How to complete this task - A stretch of the entries below is to be set down exactly, running from the line with "fn temp_path(&self) ->" through the line with "file.lock_exclusive()", both included, and no other line.
── Material for the task
//! The contract between the host and a mounted remote.

use serde_json::{Value, json};
use std::sync::Arc;

use crate::error::Result;
use crate::remote::model::RemoteId;
use crate::state::{Notification, NotificationKind, Theme};

/// Capability handle passed to a mounted remote.
///
/// Exposes the notification feed and its three mutators, plus the theme when
/// the host is configured to share it. Remotes never see the store itself.
pub trait SharedStateHandle: Send + Sync {
    /// Current notifications, newest first.
    fn notifications(&self) -> Vec<Notification>;

    /// Adds a notification and returns its id.
    fn add_notification(&self, message: &str, kind: NotificationKind) -> String;

    /// Removes the notification with `id`; unknown ids are ignored.
    fn dismiss_notification(&self, id: &str);

    fn clear_notifications(&self);

    /// Current theme, or `CapabilityNotGranted` when theme is not shared.
    fn theme(&self) -> Result<Theme>;

    /// Flips the theme, or `CapabilityNotGranted` when theme is not shared.
    fn toggle_theme(&self) -> Result<()>;
}

/// A renderable entry component exposed by a remote.
pub trait RemoteComponent: Send + Sync {
    fn name(&self) -> &str;

    /// Renders the component against the shared state handle.
    fn render(&self, shared: &dyn SharedStateHandle) -> Result<String>;

    /// Page-level initial data. Defaults to an empty object.
    fn initial_props(&self) -> Value {
        json!({})
    }

    /// Server-side page data in the `{ "props": ... }` envelope.
    fn server_props(&self) -> Value {
        json!({ "props": {} })
    }
}

/// A loaded remote module: the id it was loaded for and its default export.
#[derive(Clone)]
pub struct RemoteModule {
    pub id: RemoteId,
    pub component: Arc<dyn RemoteComponent>,
}

impl RemoteModule {
    pub fn new(id: RemoteId, component: Arc<dyn RemoteComponent>) -> Self {
        Self { id, component }
    }
}

impl std::fmt::Debug for RemoteModule {
    fn fmt(&self, f: &mut std::fmt::Formatter<'_>) -> std::fmt::Result {
        f.debug_struct("RemoteModule")
            .field("id", &self.id)
            .field("component", &self.component.name())
            .finish()
    }
}
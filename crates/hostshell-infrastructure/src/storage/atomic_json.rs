//! Atomic blob file operations.
//!
//! Provides a thin layer for safe writes of a single JSON document.

use std::fs::{self, File, OpenOptions};
use std::io::Write as IoWrite;
use std::path::{Path, PathBuf};

use hostshell_core::error::{HostError, Result};

/// A handle to one blob file with atomic replace semantics.
///
/// Provides:
/// - **Atomicity**: writes go to a tmp file that is renamed over the target
/// - **Isolation**: an advisory lock serializes writers across processes
/// - **Durability**: explicit fsync before rename
pub struct AtomicJsonFile {
    path: PathBuf,
}

impl AtomicJsonFile {
    pub fn new(path: PathBuf) -> Self {
        Self { path }
    }

    pub fn path(&self) -> &Path {
        &self.path
    }

    /// Reads the raw file content.
    ///
    /// # Returns
    ///
    /// - `Ok(Some(String))`: the stored blob
    /// - `Ok(None)`: file doesn't exist or is blank
    /// - `Err`: the file exists but could not be read
    ///
    /// Bytes that are not UTF-8 are decoded lossily, so a corrupt file still
    /// reaches the caller as an (unparseable) blob.
    pub fn load(&self) -> Result<Option<String>> {
        if !self.path.exists() {
            return Ok(None);
        }

        let bytes = fs::read(&self.path)?;
        let content = match String::from_utf8(bytes) {
            Ok(content) => content,
            Err(e) => String::from_utf8_lossy(e.as_bytes()).into_owned(),
        };

        if content.trim().is_empty() {
            return Ok(None);
        }

        Ok(Some(content))
    }

    /// Replaces the file content atomically.
    pub fn save(&self, blob: &str) -> Result<()> {
        let _lock = FileLock::acquire(&self.path)?;

        // Write to temporary file in the same directory
        let tmp_path = self.temp_path()?;
        let mut tmp_file = File::create(&tmp_path)?;
        tmp_file.write_all(blob.as_bytes())?;

        // Ensure data is written to disk
        tmp_file.sync_all()?;
        drop(tmp_file);

        fs::rename(&tmp_path, &self.path)?;

        Ok(())
    }

    /// Removes the file. Missing files are not an error.
    pub fn remove(&self) -> Result<()> {
        let _lock = FileLock::acquire(&self.path)?;

        match fs::remove_file(&self.path) {
            Ok(()) => Ok(()),
            Err(e) if e.kind() == std::io::ErrorKind::NotFound => Ok(()),
            Err(e) => Err(e.into()),
        }
    }

    fn temp_path(&self) -> Result<PathBuf> {
        let parent = self
            .path
            .parent()
            .ok_or_else(|| HostError::io("Path has no parent directory"))?;

        let file_name = self
            .path
            .file_name()
            .ok_or_else(|| HostError::io("Path has no file name"))?;

        let tmp_name = format!(".{}.tmp", file_name.to_string_lossy());
        Ok(parent.join(tmp_name))
    }
}

/// A file lock guard that releases the lock when dropped.
struct FileLock {
    #[allow(dead_code)]
    file: File,
    lock_path: PathBuf,
}

impl FileLock {
    /// Acquires an exclusive lock next to `path`, creating parent directories.
    fn acquire(path: &Path) -> Result<Self> {
        let lock_path = path.with_extension("lock");

        if let Some(parent) = lock_path.parent()
            && !parent.exists()
        {
            fs::create_dir_all(parent)?;
        }

        let file = OpenOptions::new()
            .write(true)
            .create(true)
            .truncate(false)
            .open(&lock_path)?;

        #[cfg(unix)]
        {
            use fs2::FileExt;
            file.lock_exclusive()
                .map_err(|e| HostError::storage(format!("Failed to acquire lock: {}", e)))?;
        }

        Ok(FileLock { file, lock_path })
    }
}

impl Drop for FileLock {
    fn drop(&mut self) {
        // Unlock is automatic when the file handle is dropped
        let _ = fs::remove_file(&self.lock_path);
    }
}

#[cfg(test)]
mod tests {
    use super::*;
    use tempfile::TempDir;

    #[test]
    fn test_save_and_load() {
        let temp_dir = TempDir::new().unwrap();
        let file = AtomicJsonFile::new(temp_dir.path().join("state.json"));

        file.save(r#"{"theme":"dark"}"#).unwrap();

        assert_eq!(file.load().unwrap().as_deref(), Some(r#"{"theme":"dark"}"#));
    }

    #[test]
    fn test_load_nonexistent_file() {
        let temp_dir = TempDir::new().unwrap();
        let file = AtomicJsonFile::new(temp_dir.path().join("missing.json"));
        assert!(file.load().unwrap().is_none());
    }

    #[test]
    fn test_blank_file_is_absent() {
        let temp_dir = TempDir::new().unwrap();
        let path = temp_dir.path().join("state.json");
        fs::write(&path, "  \n").unwrap();
        assert!(AtomicJsonFile::new(path).load().unwrap().is_none());
    }

    #[test]
    fn test_non_utf8_file_loads_as_blob() {
        let temp_dir = TempDir::new().unwrap();
        let path = temp_dir.path().join("state.json");
        fs::write(&path, [0xff, 0xfe, 0x00, 0x80, 0x41]).unwrap();

        let blob = AtomicJsonFile::new(path).load().unwrap().unwrap();
        assert!(blob.ends_with('A'));
        assert!(blob.contains('\u{FFFD}'));
    }

    #[test]
    fn test_save_creates_parent_and_leaves_no_temp_file() {
        let temp_dir = TempDir::new().unwrap();
        let path = temp_dir.path().join("nested").join("state.json");
        let file = AtomicJsonFile::new(path.clone());

        file.save("{}").unwrap();

        assert!(path.exists());
        assert!(!temp_dir.path().join("nested").join(".state.json.tmp").exists());
        assert!(!temp_dir.path().join("nested").join("state.lock").exists());
    }

    #[test]
    fn test_remove_is_idempotent() {
        let temp_dir = TempDir::new().unwrap();
        let file = AtomicJsonFile::new(temp_dir.path().join("state.json"));
        file.save("{}").unwrap();

        file.remove().unwrap();
        file.remove().unwrap();

        assert!(file.load().unwrap().is_none());
    }
}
────
Answer space -
    fn temp_path(&self) -> Result<PathBuf> {
        let parent = self
            .path
            .parent()
            .ok_or_else(|| HostError::io("Path has no parent directory"))?;

        let file_name = self
            .path
            .file_name()
            .ok_or_else(|| HostError::io("Path has no file name"))?;

        let tmp_name = format!(".{}.tmp", file_name.to_string_lossy());
        Ok(parent.join(tmp_name))
    }
}

/// A file lock guard that releases the lock when dropped.
struct FileLock {
    #[allow(dead_code)]
    file: File,
    lock_path: PathBuf,
}

impl FileLock {
    /// Acquires an exclusive lock next to `path`, creating parent directories.
    fn acquire(path: &Path) -> Result<Self> {
        let lock_path = path.with_extension("lock");

        if let Some(parent) = lock_path.parent()
            && !parent.exists()
        {
            fs::create_dir_all(parent)?;
        }

        let file = OpenOptions::new()
            .write(true)
            .create(true)
            .truncate(false)
            .open(&lock_path)?;

        #[cfg(unix)]
        {
            use fs2::FileExt;
            file.lock_exclusive()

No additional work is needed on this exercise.